SUPPLIED MATERIAL:
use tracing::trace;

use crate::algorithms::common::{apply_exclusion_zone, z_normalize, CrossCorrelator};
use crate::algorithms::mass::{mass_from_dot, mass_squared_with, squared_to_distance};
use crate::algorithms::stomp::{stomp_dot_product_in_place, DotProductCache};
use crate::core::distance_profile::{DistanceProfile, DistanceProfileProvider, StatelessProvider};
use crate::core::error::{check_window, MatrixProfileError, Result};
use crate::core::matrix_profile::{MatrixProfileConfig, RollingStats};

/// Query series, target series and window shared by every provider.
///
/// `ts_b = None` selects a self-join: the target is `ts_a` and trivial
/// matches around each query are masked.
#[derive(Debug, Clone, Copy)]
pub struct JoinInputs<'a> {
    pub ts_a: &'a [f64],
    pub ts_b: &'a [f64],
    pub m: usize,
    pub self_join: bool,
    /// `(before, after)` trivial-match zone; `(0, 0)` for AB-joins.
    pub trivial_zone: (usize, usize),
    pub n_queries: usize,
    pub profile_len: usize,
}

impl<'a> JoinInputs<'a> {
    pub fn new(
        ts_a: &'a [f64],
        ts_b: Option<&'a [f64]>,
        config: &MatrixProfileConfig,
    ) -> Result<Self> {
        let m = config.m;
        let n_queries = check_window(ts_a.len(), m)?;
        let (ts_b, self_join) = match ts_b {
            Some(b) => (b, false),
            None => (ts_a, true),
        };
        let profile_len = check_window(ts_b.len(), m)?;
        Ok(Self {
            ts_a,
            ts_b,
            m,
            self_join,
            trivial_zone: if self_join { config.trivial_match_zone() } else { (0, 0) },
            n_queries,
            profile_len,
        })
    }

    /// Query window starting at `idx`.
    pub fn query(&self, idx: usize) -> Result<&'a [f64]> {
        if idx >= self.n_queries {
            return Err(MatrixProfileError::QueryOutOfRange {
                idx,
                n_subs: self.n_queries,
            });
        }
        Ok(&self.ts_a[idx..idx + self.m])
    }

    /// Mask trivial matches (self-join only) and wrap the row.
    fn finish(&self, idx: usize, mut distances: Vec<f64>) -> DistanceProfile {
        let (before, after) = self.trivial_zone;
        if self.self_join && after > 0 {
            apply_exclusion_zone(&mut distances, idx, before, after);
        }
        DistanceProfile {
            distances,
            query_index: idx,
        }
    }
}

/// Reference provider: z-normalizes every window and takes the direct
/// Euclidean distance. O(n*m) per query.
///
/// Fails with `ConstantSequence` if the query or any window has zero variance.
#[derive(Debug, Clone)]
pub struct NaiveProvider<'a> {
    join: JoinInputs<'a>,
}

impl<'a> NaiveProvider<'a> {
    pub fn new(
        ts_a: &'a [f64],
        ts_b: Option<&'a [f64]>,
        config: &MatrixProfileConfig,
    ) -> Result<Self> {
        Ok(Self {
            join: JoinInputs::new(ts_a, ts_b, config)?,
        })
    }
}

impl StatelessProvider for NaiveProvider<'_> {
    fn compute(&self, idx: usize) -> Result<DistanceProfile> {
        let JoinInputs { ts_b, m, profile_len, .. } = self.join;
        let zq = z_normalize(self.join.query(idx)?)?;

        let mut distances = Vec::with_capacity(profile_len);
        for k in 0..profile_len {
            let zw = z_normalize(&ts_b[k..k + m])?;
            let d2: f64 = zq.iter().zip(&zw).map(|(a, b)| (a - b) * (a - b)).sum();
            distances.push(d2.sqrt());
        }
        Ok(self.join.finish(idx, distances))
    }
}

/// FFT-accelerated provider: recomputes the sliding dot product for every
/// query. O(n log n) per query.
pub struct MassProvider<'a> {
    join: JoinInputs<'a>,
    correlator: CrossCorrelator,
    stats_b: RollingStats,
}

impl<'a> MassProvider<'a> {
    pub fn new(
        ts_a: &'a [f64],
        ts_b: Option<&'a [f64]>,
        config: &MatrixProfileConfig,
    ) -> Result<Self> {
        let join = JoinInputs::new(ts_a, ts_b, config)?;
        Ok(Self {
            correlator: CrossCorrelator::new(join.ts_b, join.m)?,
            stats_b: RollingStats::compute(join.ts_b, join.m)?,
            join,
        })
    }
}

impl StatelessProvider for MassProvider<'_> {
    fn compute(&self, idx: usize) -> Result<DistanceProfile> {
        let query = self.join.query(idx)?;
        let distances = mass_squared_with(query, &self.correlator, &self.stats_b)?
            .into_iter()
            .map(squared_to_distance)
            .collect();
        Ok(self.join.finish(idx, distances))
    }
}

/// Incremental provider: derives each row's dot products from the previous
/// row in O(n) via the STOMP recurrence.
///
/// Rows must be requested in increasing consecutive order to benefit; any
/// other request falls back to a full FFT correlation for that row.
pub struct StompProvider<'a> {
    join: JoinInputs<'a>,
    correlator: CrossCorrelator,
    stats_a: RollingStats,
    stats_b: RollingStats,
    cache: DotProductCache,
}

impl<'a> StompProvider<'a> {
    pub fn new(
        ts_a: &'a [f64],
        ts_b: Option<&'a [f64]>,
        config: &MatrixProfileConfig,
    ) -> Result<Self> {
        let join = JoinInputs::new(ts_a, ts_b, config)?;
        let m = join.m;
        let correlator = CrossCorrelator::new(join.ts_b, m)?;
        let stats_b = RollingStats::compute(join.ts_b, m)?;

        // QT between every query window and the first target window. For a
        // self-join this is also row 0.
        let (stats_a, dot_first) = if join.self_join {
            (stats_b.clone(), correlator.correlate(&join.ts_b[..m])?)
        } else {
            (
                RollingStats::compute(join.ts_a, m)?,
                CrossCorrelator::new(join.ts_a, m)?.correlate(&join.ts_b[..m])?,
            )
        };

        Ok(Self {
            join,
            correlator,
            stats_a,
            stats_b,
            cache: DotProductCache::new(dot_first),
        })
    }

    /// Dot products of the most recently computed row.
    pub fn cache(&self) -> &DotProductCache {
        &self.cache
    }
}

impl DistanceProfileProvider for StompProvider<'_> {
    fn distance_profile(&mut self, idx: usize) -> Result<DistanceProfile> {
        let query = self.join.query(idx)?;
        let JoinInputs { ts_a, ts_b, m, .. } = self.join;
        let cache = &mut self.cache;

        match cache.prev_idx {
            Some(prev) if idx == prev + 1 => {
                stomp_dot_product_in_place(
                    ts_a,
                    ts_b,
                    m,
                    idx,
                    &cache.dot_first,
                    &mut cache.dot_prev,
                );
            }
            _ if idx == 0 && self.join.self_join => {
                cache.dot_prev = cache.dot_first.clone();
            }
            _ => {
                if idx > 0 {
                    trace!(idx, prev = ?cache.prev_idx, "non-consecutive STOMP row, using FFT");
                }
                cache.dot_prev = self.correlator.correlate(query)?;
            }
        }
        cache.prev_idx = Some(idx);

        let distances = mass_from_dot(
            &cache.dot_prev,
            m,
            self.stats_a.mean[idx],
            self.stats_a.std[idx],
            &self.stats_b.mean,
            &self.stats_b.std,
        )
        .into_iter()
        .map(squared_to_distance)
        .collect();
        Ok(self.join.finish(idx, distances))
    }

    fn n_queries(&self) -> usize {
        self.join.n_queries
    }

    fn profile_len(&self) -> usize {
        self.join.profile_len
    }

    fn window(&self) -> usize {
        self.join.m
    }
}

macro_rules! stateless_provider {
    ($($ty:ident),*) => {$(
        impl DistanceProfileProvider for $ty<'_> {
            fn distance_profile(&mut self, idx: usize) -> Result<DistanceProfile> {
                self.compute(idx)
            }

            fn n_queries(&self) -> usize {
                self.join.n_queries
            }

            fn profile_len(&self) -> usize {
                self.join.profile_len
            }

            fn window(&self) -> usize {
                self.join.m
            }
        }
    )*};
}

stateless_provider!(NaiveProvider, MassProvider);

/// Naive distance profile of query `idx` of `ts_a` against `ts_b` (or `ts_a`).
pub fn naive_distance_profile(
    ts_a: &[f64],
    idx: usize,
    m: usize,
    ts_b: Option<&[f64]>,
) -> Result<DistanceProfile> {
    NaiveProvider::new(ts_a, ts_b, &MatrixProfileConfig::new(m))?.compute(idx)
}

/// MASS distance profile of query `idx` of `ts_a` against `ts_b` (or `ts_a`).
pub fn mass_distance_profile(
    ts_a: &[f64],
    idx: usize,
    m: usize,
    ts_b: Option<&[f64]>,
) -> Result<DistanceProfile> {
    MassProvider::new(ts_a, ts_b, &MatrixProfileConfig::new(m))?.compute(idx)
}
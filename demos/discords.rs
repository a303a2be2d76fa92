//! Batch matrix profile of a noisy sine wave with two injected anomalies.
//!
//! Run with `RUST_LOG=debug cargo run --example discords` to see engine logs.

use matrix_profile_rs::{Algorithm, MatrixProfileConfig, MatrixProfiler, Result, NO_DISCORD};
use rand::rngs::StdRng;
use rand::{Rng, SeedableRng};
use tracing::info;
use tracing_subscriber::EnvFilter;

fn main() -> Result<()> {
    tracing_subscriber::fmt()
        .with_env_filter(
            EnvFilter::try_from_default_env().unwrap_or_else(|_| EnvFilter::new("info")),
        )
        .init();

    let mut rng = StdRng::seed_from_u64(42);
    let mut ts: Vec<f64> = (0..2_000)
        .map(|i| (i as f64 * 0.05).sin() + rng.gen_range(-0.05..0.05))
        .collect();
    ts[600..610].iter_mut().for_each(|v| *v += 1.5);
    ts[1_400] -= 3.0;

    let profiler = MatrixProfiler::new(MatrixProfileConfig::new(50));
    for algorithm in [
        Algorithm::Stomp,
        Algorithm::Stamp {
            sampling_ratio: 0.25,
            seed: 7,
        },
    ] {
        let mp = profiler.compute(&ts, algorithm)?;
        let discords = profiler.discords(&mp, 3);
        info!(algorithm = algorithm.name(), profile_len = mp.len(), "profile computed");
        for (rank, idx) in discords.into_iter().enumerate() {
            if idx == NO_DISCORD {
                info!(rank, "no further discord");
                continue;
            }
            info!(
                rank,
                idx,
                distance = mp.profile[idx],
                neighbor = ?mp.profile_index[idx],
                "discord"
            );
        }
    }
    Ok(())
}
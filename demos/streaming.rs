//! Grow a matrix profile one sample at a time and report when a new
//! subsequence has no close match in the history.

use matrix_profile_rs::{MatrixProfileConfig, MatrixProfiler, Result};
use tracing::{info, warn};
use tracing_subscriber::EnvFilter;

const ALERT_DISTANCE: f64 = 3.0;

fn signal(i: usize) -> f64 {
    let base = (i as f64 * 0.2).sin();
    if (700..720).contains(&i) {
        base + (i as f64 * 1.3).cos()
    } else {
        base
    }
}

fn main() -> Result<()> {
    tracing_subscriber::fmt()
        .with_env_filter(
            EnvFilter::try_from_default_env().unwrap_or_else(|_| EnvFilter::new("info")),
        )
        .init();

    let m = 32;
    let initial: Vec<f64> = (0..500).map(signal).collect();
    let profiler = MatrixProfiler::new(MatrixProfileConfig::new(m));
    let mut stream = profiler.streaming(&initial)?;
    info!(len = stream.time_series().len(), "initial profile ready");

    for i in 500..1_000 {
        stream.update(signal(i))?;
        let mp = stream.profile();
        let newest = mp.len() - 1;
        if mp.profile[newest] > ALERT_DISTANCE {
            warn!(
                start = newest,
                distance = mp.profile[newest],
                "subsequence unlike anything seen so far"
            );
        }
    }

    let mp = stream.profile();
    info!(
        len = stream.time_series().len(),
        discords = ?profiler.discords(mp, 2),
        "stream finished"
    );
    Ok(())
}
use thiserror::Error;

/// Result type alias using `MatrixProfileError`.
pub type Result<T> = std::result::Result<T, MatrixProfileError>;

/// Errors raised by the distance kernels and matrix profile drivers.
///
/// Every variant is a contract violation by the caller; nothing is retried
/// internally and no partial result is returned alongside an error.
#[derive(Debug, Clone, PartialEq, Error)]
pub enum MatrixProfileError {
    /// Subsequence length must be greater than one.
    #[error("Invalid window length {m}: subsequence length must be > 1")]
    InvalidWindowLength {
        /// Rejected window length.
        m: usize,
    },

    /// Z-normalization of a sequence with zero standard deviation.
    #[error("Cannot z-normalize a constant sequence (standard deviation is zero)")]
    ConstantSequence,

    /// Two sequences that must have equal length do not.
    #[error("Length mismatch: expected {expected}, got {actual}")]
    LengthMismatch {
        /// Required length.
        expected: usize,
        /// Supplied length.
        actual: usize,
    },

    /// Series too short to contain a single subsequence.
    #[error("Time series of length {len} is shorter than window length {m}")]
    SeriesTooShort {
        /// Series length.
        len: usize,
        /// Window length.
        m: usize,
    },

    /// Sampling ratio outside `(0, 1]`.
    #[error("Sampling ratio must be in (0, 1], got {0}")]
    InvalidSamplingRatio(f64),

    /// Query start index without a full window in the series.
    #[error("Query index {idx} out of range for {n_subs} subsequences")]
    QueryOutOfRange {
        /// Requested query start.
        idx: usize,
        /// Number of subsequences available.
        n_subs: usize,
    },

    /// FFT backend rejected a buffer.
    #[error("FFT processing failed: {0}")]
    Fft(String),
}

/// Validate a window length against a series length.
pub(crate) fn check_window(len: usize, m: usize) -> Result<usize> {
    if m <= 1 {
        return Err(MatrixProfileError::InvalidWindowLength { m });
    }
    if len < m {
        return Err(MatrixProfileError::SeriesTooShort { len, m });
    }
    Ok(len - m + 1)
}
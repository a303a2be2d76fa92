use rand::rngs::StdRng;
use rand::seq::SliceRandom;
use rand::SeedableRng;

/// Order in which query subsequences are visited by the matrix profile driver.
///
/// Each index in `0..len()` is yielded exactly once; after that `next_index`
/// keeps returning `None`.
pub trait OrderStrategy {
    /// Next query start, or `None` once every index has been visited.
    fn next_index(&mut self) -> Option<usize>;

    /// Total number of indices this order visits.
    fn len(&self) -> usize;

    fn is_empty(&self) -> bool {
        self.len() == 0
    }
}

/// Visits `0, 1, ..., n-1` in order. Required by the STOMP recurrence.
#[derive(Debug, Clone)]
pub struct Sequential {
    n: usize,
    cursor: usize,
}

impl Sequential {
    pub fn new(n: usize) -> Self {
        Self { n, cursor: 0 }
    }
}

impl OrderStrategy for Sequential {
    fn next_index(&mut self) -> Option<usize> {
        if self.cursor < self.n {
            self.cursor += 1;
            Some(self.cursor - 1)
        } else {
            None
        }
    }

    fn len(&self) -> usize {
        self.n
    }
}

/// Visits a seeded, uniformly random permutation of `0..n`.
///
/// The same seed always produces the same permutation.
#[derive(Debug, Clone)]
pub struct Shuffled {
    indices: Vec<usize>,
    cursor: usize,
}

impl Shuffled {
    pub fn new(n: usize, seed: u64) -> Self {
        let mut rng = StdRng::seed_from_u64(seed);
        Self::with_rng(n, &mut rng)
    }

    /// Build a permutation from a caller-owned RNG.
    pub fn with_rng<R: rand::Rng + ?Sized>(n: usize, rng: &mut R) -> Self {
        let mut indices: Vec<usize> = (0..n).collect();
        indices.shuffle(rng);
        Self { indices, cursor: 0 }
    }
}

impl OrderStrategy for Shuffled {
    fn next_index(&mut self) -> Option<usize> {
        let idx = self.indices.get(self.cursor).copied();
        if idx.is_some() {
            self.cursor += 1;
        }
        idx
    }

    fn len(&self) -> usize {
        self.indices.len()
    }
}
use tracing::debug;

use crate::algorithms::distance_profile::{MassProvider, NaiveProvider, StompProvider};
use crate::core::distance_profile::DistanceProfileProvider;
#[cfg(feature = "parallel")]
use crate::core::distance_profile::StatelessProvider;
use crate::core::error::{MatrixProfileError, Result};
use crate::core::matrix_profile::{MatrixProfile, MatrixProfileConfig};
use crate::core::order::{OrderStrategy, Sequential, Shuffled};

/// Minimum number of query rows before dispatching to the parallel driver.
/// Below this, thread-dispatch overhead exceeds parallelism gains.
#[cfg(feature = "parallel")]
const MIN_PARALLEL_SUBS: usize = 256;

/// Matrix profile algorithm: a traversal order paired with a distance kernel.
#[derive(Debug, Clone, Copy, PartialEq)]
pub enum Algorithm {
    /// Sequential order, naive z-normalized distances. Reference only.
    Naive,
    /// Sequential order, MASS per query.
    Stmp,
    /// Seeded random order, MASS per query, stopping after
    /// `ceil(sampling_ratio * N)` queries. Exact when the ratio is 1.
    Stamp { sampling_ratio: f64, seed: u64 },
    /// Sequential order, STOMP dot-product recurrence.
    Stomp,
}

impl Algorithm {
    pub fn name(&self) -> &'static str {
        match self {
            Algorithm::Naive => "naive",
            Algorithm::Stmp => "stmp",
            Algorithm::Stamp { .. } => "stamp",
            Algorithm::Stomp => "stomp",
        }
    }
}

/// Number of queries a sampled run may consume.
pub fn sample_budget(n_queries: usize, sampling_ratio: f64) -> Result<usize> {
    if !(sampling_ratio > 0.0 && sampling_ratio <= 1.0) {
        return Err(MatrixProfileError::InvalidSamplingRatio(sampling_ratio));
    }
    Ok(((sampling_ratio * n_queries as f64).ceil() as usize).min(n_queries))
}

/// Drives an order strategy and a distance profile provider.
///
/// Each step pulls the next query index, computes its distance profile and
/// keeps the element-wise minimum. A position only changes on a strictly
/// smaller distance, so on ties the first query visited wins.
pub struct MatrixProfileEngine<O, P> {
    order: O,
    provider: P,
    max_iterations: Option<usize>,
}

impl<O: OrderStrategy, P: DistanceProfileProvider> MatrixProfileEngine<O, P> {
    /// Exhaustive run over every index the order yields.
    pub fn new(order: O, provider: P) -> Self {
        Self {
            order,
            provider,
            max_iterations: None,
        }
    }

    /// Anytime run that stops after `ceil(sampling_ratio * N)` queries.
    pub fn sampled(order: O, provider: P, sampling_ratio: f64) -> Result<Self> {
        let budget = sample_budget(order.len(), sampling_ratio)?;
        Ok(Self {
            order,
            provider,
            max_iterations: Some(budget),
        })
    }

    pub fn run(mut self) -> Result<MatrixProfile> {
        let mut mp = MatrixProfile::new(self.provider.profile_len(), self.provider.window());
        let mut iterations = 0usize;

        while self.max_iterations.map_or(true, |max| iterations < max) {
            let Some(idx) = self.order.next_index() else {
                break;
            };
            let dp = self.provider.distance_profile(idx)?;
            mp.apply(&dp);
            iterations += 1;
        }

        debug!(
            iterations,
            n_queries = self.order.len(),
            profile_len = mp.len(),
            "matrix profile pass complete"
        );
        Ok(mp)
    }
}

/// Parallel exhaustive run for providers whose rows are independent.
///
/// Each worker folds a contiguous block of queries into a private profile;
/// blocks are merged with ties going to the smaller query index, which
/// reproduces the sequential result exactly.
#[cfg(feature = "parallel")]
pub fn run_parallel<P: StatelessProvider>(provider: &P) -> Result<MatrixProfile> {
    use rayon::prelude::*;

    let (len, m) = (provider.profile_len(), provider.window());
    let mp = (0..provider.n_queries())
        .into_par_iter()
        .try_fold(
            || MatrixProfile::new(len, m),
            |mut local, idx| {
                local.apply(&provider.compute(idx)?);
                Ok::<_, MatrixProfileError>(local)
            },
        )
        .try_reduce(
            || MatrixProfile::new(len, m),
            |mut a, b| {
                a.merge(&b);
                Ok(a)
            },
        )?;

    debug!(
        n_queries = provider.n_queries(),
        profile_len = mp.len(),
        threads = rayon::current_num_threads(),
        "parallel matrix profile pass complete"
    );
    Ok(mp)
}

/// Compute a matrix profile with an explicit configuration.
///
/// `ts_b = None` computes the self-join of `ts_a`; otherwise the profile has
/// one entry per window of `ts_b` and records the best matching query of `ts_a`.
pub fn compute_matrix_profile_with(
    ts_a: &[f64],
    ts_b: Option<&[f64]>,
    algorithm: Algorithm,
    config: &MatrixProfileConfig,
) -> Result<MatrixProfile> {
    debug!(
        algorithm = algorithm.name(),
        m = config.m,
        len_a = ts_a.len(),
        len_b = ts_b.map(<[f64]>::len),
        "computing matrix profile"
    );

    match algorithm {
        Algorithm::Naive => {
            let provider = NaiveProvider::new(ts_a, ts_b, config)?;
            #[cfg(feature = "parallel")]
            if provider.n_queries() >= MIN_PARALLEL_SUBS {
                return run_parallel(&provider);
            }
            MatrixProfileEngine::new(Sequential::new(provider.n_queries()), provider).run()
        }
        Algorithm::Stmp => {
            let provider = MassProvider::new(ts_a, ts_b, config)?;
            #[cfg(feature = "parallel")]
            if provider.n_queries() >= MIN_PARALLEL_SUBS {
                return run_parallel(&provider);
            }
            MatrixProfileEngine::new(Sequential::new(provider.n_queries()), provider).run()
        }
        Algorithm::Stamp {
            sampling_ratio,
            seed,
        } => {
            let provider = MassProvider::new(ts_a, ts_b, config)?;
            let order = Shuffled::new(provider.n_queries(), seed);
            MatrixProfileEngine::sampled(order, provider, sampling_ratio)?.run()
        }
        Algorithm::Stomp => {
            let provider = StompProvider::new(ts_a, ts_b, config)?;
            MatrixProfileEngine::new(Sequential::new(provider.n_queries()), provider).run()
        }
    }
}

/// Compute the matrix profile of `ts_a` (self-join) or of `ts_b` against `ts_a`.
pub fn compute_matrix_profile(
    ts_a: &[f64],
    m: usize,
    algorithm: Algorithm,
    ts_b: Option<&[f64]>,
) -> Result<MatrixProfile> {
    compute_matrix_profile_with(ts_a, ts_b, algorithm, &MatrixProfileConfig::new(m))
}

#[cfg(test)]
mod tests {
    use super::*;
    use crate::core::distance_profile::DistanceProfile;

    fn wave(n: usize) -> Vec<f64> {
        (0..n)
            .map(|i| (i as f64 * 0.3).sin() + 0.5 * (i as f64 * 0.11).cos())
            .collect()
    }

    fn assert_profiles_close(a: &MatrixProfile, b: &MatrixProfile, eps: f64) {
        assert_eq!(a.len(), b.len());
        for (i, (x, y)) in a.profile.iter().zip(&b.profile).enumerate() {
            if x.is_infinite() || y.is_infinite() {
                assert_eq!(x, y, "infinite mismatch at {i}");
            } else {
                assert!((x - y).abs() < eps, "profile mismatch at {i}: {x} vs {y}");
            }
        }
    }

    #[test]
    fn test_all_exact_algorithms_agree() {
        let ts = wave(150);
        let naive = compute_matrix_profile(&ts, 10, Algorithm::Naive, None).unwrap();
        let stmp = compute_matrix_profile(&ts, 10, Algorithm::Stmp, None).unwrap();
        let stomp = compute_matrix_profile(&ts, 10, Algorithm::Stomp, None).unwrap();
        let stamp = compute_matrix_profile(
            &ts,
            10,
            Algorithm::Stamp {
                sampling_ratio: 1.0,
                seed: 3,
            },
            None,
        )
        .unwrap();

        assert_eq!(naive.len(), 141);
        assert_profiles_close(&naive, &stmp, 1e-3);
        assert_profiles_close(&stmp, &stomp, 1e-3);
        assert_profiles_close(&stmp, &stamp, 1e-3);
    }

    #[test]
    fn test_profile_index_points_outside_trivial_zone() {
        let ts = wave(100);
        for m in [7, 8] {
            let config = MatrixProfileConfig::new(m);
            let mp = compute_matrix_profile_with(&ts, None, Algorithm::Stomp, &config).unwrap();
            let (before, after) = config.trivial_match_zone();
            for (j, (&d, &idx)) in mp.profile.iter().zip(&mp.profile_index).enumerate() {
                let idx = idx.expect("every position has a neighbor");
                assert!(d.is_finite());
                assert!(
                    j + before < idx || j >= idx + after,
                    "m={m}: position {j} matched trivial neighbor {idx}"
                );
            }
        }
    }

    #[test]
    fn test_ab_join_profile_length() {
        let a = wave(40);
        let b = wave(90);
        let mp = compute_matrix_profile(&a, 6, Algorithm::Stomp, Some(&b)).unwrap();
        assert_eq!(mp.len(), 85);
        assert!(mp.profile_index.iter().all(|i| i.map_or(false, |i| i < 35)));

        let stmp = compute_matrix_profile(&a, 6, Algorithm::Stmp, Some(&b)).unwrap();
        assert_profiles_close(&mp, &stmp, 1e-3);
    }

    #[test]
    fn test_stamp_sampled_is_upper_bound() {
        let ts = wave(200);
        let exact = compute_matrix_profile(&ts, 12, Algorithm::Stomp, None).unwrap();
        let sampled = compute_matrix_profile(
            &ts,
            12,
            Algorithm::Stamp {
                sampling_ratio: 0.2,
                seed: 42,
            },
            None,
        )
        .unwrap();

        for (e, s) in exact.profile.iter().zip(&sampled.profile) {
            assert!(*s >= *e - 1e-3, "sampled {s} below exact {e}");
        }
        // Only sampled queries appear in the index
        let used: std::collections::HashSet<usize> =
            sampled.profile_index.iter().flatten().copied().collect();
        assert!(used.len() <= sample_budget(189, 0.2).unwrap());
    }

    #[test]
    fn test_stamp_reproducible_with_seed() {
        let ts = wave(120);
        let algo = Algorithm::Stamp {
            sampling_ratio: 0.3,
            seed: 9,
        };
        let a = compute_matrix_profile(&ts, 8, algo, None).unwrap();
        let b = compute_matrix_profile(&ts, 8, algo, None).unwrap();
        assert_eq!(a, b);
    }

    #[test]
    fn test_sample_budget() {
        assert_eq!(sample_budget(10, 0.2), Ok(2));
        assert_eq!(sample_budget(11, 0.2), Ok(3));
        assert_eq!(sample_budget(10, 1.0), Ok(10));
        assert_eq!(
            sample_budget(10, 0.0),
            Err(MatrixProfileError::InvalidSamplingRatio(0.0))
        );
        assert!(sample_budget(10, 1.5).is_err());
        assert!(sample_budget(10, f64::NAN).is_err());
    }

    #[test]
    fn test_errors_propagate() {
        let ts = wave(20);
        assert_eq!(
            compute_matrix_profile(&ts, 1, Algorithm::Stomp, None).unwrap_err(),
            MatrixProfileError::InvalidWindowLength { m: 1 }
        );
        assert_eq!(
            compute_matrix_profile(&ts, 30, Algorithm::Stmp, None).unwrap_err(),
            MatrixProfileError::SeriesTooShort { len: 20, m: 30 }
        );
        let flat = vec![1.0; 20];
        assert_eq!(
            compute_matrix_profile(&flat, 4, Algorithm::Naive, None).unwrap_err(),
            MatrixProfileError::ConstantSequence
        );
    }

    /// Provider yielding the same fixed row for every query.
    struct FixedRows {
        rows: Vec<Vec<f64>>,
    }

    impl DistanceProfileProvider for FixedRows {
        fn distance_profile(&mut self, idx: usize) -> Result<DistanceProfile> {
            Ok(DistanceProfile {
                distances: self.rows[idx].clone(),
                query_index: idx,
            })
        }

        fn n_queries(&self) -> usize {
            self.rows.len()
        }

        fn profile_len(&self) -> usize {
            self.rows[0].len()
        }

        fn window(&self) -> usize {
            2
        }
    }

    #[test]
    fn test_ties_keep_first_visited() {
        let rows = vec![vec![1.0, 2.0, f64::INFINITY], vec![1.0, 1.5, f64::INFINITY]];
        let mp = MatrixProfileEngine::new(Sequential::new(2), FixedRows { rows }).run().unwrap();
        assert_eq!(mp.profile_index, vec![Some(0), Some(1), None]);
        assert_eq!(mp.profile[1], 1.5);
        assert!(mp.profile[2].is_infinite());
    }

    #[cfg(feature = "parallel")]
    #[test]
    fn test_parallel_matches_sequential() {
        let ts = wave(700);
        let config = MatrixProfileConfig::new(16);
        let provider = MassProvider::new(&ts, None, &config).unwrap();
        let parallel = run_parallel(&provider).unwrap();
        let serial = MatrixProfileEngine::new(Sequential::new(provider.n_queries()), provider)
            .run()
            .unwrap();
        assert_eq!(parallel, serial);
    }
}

ASSIGNED TASK: Return each line from the material that includes the string "using".

EXERCISE RESPONSE:
                    trace!(idx, prev = ?cache.prev_idx, "non-consecutive STOMP row, using FFT");
/// Result type alias using `MatrixProfileError`.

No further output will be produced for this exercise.